ASSIGNED TASK – Only one stretch of the data is wanted: the line containing "the recording backend.", the line containing "for value in", and every line between them, copied exactly.

Collected data –

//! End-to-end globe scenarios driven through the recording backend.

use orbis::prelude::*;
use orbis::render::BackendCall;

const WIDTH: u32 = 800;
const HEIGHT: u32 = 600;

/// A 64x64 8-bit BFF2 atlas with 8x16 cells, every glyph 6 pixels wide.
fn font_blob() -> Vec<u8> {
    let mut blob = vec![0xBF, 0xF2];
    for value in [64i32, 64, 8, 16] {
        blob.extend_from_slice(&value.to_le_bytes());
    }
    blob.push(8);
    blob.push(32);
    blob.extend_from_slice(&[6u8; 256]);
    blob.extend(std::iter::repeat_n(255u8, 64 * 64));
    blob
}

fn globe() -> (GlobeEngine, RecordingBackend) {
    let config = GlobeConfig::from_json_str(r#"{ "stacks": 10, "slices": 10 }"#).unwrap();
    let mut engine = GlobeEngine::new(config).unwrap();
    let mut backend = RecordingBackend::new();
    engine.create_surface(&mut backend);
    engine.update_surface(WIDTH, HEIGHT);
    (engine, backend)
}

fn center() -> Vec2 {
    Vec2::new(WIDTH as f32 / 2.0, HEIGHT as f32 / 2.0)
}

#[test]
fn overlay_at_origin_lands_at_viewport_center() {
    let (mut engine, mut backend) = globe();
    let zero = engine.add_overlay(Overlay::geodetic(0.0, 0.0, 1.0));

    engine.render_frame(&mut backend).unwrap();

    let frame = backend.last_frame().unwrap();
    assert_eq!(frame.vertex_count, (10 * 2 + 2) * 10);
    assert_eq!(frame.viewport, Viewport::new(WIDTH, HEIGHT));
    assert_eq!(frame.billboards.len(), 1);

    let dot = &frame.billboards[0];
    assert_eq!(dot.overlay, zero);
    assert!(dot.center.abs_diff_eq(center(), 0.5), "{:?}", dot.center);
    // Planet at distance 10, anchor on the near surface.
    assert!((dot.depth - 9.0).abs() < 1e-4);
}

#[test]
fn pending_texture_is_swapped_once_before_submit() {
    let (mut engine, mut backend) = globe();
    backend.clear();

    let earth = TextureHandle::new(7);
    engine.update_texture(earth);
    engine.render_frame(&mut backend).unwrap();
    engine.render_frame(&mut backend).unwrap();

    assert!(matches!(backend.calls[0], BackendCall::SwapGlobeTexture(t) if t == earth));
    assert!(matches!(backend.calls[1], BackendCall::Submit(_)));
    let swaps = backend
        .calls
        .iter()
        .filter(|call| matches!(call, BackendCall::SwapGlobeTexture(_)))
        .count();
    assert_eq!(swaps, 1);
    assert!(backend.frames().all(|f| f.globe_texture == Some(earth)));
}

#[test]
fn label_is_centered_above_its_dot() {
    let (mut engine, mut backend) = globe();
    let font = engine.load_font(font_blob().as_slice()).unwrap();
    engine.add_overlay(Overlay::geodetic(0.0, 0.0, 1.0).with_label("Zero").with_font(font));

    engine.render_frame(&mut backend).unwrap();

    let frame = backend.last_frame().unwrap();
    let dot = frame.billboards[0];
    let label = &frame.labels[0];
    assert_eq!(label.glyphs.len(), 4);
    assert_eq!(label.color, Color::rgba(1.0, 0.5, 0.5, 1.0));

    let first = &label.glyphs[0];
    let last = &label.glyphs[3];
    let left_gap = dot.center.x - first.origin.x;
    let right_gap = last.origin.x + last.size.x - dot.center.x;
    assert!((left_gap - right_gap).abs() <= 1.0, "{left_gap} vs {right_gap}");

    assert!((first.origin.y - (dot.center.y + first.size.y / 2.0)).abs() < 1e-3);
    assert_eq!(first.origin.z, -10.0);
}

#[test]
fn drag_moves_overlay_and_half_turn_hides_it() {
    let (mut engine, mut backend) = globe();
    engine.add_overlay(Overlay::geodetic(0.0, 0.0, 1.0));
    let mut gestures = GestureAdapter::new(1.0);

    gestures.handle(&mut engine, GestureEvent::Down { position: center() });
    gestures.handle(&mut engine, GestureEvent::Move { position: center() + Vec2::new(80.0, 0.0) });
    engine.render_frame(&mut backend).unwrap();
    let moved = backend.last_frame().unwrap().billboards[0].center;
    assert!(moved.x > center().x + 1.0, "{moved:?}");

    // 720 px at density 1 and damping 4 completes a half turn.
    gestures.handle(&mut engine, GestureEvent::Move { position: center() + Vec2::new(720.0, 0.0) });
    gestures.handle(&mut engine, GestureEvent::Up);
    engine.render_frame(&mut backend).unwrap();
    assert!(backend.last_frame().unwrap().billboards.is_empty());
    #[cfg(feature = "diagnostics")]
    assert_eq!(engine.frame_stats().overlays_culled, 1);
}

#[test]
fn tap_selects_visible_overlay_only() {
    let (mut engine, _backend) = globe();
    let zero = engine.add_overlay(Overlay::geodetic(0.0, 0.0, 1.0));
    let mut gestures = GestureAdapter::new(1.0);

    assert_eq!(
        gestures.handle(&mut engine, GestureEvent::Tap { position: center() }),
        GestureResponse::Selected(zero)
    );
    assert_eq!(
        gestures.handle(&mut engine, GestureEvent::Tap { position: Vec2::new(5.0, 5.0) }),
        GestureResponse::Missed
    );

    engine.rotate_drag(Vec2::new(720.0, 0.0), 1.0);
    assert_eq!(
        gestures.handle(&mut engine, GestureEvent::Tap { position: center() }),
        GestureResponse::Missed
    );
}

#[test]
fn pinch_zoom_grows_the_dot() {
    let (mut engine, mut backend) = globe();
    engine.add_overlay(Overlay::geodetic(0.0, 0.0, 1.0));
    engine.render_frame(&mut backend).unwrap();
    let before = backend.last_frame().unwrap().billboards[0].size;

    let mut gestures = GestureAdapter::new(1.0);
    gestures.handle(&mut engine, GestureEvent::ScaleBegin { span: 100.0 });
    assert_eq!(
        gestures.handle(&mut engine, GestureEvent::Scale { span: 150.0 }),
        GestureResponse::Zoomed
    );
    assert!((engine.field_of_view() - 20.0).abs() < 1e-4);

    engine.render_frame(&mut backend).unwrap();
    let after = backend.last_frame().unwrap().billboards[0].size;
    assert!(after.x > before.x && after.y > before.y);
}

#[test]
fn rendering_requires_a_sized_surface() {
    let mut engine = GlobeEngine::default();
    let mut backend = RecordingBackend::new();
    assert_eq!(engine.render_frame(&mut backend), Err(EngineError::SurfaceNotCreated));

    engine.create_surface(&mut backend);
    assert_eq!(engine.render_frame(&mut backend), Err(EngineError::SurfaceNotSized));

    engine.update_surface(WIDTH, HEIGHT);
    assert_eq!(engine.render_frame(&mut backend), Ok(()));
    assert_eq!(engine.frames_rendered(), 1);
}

==

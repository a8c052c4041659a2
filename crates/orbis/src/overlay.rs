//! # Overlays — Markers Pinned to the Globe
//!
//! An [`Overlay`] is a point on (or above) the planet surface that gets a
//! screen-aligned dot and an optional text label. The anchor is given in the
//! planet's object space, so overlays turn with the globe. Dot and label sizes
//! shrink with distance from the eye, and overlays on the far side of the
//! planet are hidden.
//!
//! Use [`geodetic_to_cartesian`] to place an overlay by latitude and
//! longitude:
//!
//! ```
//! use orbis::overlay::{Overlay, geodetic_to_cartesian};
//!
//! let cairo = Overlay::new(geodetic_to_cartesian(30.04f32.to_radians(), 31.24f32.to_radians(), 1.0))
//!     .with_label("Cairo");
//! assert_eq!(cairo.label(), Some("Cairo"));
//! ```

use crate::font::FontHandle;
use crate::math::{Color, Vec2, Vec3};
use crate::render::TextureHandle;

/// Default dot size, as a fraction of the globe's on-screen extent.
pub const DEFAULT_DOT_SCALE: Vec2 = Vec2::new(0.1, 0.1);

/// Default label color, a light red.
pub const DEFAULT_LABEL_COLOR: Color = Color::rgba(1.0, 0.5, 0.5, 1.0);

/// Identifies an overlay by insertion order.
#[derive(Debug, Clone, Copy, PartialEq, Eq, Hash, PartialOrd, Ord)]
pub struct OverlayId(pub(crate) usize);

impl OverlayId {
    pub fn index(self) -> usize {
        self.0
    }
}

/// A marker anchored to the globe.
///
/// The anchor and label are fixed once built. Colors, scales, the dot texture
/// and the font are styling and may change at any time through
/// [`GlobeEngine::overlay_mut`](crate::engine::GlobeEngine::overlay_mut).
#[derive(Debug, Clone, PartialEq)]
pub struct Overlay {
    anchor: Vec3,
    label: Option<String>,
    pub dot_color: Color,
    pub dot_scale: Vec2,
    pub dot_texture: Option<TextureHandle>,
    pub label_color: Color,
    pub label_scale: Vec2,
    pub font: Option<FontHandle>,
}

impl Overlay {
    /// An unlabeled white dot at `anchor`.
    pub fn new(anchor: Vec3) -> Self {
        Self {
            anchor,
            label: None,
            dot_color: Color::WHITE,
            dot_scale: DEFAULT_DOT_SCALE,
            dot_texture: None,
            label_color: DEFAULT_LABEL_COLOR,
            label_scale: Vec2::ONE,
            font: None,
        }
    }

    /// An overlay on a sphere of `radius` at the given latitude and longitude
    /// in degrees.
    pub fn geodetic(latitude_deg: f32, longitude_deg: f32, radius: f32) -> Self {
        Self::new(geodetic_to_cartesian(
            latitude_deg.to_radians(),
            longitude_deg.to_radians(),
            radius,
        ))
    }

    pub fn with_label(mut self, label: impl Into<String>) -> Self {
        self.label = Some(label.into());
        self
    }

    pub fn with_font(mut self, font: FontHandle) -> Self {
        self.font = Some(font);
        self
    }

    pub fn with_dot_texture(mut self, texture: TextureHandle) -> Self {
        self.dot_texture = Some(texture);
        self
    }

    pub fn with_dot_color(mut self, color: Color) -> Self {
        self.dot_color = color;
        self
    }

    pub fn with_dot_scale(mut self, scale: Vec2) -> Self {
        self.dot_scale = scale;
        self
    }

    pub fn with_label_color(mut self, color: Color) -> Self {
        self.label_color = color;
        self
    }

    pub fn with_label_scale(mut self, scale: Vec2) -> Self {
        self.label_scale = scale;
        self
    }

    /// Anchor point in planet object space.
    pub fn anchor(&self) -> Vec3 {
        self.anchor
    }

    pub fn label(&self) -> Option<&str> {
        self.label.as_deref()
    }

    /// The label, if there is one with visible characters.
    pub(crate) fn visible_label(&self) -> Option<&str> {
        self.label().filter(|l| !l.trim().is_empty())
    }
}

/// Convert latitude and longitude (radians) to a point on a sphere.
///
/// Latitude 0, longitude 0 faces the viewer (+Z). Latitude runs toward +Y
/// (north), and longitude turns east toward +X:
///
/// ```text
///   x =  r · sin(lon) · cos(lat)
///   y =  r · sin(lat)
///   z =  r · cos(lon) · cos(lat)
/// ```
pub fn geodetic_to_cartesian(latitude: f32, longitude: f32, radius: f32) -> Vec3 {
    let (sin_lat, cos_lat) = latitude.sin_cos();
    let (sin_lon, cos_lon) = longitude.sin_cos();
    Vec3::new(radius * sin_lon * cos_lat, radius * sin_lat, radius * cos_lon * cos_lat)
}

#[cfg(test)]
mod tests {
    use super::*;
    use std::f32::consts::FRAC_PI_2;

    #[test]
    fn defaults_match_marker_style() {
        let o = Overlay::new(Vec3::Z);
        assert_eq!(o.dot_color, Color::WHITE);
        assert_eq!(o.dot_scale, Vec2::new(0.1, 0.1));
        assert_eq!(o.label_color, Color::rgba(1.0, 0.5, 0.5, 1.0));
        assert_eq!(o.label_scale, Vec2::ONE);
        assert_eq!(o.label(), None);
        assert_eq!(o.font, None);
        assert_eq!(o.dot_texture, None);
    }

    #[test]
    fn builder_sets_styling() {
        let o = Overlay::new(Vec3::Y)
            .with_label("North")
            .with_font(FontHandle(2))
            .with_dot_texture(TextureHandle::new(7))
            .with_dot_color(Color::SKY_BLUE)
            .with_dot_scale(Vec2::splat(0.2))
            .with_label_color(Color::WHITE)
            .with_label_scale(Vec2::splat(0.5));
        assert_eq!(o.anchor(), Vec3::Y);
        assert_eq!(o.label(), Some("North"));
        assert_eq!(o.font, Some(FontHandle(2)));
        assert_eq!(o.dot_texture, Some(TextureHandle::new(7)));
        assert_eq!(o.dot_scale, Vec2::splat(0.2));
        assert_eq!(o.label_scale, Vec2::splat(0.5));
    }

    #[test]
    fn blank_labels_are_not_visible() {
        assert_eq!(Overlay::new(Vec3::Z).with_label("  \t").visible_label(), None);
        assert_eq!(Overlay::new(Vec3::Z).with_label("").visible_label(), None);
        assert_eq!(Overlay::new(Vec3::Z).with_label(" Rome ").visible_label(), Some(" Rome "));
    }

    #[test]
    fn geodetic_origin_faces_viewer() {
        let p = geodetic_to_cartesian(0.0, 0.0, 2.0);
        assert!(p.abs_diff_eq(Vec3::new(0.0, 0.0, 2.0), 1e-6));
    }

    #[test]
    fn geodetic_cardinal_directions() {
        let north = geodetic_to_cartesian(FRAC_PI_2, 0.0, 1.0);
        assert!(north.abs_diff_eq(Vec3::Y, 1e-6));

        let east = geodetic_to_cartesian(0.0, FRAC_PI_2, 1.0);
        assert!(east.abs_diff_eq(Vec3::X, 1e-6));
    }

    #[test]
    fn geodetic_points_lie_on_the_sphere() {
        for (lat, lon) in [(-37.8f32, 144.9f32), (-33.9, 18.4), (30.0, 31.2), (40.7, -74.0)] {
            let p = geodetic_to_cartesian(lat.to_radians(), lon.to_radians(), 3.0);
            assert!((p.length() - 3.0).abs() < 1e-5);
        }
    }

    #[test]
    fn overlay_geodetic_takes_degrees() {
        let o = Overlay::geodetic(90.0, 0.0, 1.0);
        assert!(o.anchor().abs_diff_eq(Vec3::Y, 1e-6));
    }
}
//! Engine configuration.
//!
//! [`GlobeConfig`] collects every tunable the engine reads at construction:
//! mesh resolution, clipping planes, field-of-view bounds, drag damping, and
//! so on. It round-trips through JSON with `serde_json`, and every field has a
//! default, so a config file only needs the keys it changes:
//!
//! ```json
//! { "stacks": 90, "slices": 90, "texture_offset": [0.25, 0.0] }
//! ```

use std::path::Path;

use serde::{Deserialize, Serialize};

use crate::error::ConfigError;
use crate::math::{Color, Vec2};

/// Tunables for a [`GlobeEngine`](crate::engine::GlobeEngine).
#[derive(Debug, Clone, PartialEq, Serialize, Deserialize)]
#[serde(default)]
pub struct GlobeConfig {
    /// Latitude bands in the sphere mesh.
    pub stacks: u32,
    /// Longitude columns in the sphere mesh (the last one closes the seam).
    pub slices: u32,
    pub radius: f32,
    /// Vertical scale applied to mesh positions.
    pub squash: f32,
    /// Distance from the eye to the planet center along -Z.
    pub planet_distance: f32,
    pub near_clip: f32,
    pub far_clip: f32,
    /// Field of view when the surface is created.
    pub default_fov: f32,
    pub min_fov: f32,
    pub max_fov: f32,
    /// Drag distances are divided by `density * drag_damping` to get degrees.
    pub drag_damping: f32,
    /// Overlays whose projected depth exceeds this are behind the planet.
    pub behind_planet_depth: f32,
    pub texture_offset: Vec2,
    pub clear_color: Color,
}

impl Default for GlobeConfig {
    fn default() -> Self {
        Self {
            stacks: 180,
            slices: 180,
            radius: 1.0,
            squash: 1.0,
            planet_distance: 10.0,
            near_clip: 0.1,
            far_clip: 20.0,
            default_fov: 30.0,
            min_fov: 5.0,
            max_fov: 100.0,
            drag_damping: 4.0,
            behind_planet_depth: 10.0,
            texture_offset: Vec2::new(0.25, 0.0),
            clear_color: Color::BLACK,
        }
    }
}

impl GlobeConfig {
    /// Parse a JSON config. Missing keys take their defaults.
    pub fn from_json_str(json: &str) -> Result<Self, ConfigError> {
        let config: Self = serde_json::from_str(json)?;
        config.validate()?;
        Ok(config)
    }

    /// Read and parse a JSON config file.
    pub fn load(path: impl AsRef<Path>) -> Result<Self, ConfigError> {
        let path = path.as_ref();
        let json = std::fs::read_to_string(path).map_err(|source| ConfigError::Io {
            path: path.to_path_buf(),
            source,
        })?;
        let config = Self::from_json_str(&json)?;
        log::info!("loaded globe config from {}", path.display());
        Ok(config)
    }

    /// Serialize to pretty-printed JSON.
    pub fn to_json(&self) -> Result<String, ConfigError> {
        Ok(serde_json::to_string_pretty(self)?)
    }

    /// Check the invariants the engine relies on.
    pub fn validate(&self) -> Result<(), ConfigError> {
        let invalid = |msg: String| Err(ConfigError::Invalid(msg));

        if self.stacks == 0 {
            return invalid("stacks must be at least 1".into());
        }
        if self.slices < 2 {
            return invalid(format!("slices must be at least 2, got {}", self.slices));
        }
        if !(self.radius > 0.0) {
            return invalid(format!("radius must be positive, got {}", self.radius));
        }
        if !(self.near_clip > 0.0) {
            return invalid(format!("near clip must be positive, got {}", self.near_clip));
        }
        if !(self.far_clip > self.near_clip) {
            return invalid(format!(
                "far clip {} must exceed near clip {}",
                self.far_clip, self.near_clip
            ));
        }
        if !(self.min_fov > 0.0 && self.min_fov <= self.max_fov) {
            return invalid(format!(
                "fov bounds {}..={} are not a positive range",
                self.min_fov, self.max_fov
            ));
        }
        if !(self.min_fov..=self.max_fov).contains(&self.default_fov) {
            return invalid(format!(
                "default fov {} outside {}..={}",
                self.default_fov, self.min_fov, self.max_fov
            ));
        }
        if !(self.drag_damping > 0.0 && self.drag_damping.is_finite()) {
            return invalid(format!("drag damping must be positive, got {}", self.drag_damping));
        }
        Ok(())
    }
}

OUTPUT BELOW –
//! End-to-end globe scenarios driven through the recording backend.

use orbis::prelude::*;
use orbis::render::BackendCall;

const WIDTH: u32 = 800;
const HEIGHT: u32 = 600;

/// A 64x64 8-bit BFF2 atlas with 8x16 cells, every glyph 6 pixels wide.
fn font_blob() -> Vec<u8> {
    let mut blob = vec![0xBF, 0xF2];
    for value in [64i32, 64, 8, 16] {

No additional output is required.